第30話 研究会の活動2
前回のあらすじ
新しい友人→研究会説明→研究会メンバー仲良くなる
研究会メンバーの仲が良くなった次の日の朝。
「クラウ~ 今日こそはテイムするからね!」
「分かったよ。で、今更なんだけどさ」
「ん?」
「なんで俺が研究会リーダーになってんの!? そこはエルクだろ!」
「え~ だってリーダーとか面倒そうじゃん! クラウならできるかな~ と思ってさ!」
「面倒事を俺に押し付けるな! リーダーはエルクがやれよ!」
「そんなに熱くならないでよ~ 分かったから、じゃあ副リーダーやって! お願い!」
「副リーダーならいいけど」
「よし! じゃあ今日授業終わった後訂正してから行くね! 先に従魔寮行って待っててね。すぐに行けると思うから」
いつも通りメル達と一緒に学園に行き、いつも通り授業を受け、いつも通り終わる。
そして学園が終わった後、エルク1人教室を飛び出していく。教室に残っているメル達はクラウから軽く説明を受ける。
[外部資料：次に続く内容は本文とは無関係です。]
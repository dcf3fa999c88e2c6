//! 音频核心模块
//!
//! 包含：
//! - Config: 流参数与进程级 burst 默认值
//! - Stream: 单流生命周期（打开 / 启动 / 写入 / 关闭）
//! - Callback: 实时回调桥接，转发给调用方的生产者
//! - XRun: underrun 计数查询与回调路径增量跟踪
//! - Backend: 引擎抽象（Oboe / 软件模拟）
//! - Ring Buffer: Lock-free 数据传递
//! - Format / Stats: 帧布局、统计

pub mod backend;
pub mod callback;
pub mod config;
pub mod error;
pub mod format;
pub mod ring_buffer;
pub mod stats;
pub mod stream;
pub mod xrun;

pub use backend::{default_backend, AudioBackend, NativeStream, StreamMode, XrunSource};
pub use callback::{
    CallbackAction, ChannelErrorReporter, DataCallbackBridge, ErrorReporter, FrameProducer,
    InvalidStatus, ProducerStatus,
};
pub use config::{
    build_config, default_frames_per_burst, set_default_frames_per_burst, ChannelCount,
    PerformanceMode, SharingMode, StreamConfig,
};
pub use error::{BackendError, ConfigError, OpenError, QueryError, StreamError, WriteError};
pub use format::StreamFormat;
pub use ring_buffer::RingBuffer;
pub use stats::{StatsReport, StreamStats};
pub use stream::{
    SessionMode, StreamInfo, StreamManager, StreamSession, StreamSlot, StreamState, WriteOptions,
};
pub use xrun::{query_underrun_count, XrunPoll, XrunTracker};
//! 错误类型
//!
//! 按关注点拆分：配置、打开、生命周期、写入、查询，以及引擎返回的原始错误

use std::borrow::Cow;

use thiserror::Error;

use super::backend::codes;

/// 引擎（底层音频库）返回的错误
///
/// `code` 保留引擎的数值错误码，通过错误上报通道原样交给调用方。
/// 静态消息不分配，可在音频回调内构造
#[derive(Error, Debug, Clone, PartialEq, Eq)]
#[error("engine error {code}: {message}")]
pub struct BackendError {
    pub code: i32,
    pub message: Cow<'static, str>,
}

impl BackendError {
    pub fn new(code: i32, message: impl Into<Cow<'static, str>>) -> Self {
        Self {
            code,
            message: message.into(),
        }
    }
}

/// 请求参数非法
#[derive(Error, Debug, Clone, PartialEq, Eq)]
pub enum ConfigError {
    #[error("sample rate must be positive, got {0}")]
    InvalidSampleRate(i32),

    #[error("buffer capacity must be positive, got {0} frames")]
    InvalidBufferCapacity(i32),

    #[error("frames per burst must be positive, got {0}")]
    InvalidFramesPerBurst(i32),

    #[error("unsupported channel count {0}")]
    UnsupportedChannelCount(i32),
}

/// 打开流失败
#[derive(Error, Debug)]
pub enum OpenError {
    /// 进程内已有一个流
    #[error("a stream is already open")]
    AlreadyOpen,

    #[error("invalid stream config: {0}")]
    Config(#[from] ConfigError),

    /// 引擎拒绝打开
    #[error("engine refused to open stream: {0}")]
    Engine(#[from] BackendError),
}

/// 生命周期前置条件错误
#[derive(Error, Debug, Clone, PartialEq, Eq)]
pub enum StreamError {
    #[error("stream is not open")]
    NotOpen,

    #[error("stream is already started")]
    AlreadyStarted,

    #[error("operation requires a {0} stream")]
    WrongMode(&'static str),

    #[error("failed to start stream: {0}")]
    StartFailed(BackendError),
}

/// 写入失败
#[derive(Error, Debug, Clone, PartialEq, Eq)]
pub enum WriteError {
    #[error(transparent)]
    Stream(#[from] StreamError),

    #[error("engine rejected write: {0}")]
    Engine(BackendError),

    /// 引擎报告了负数写入帧数
    #[error("engine reported impossible frames written: {0}")]
    InvalidFrameCount(i32),

    #[error("buffer holds {samples} samples, {frames} frames need {needed}")]
    BufferTooSmall {
        samples: usize,
        frames: usize,
        needed: usize,
    },

    #[error("byte buffer of {len} bytes is not a whole number of {bytes_per_frame}-byte frames")]
    PartialFrame { len: usize, bytes_per_frame: usize },
}

/// Underrun 计数查询失败
#[derive(Error, Debug, Clone, PartialEq, Eq)]
pub enum QueryError {
    #[error(transparent)]
    Stream(#[from] StreamError),

    #[error("underrun query failed: {0}")]
    Engine(BackendError),

    /// 引擎报告了负数计数
    #[error("engine reported invalid underrun count: {0}")]
    InvalidCount(i32),
}

impl QueryError {
    /// 错误上报通道使用的数值错误码
    ///
    /// 不会返回 -1，避免与边界调用的失败值混淆
    pub fn code(&self) -> i32 {
        match self {
            Self::Engine(e) => e.code,
            Self::InvalidCount(_) => codes::ERROR_INVALID_XRUN_COUNT,
            Self::Stream(_) => codes::ERROR_INVALID_STATE,
        }
    }
}

#[cfg(test)]
mod tests {
    use super::*;

    #[test]
    fn test_query_error_codes() {
        assert_eq!(
            QueryError::InvalidCount(-1).code(),
            codes::ERROR_INVALID_XRUN_COUNT
        );
        assert_eq!(
            QueryError::Engine(BackendError::new(codes::ERROR_TIMEOUT, "timeout")).code(),
            codes::ERROR_TIMEOUT
        );
        assert_eq!(
            QueryError::Stream(StreamError::NotOpen).code(),
            codes::ERROR_INVALID_STATE
        );
    }
}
「エルクは少しやることがあるからって事で、先に従魔寮に行くことになってるから。ソウさんを待って、来たら従魔寮に行こう」
「エルクのやることって何?」
「あ~ 研究会のリーダー変更だ」
「エルクさんからリーダーが変わるんですか?」
「はぁ…… やっぱりか……」
クラウはため息を吐き、エルクがリーダーだと思っているメル達に説明する。
「エルクは勝手に僕をリーダーにして、副リーダーをメルにしていたんだよ」
「え! そうだったの!?」
「知らなかったです!」
「な! 知らなかっただろ? そういうことだから、エルクがリーダーで僕が副リーダーになるから」
「なんだか大変だったのね」
「ソウちゃんにも伝えないとだね!」
エルクが教室を出て行った後、クラウ達はソウと合流し従魔寮へ向かって歩いていた。エルクはというと、既にリーダー変更の申請書を提出したのだが、他の研究会の活動内容や活動実績を見ていた。
「ん~ どれもぱっとしないよな~」
どの研究会も、レッサーウルフやレッサーマンティス等下位種のモンスターに関しての論文がほとんどであり、優秀と言われている物は下位種ではなく通常種のウルフやマンティスに関することであった。内容としては、モンスターの生態調査を称して同じモンスター同士の交尾や、モンスターの習性を観察して記録に残すというものだった。どの研究会も発表するものが地味過ぎるため、エルクは呆れていた。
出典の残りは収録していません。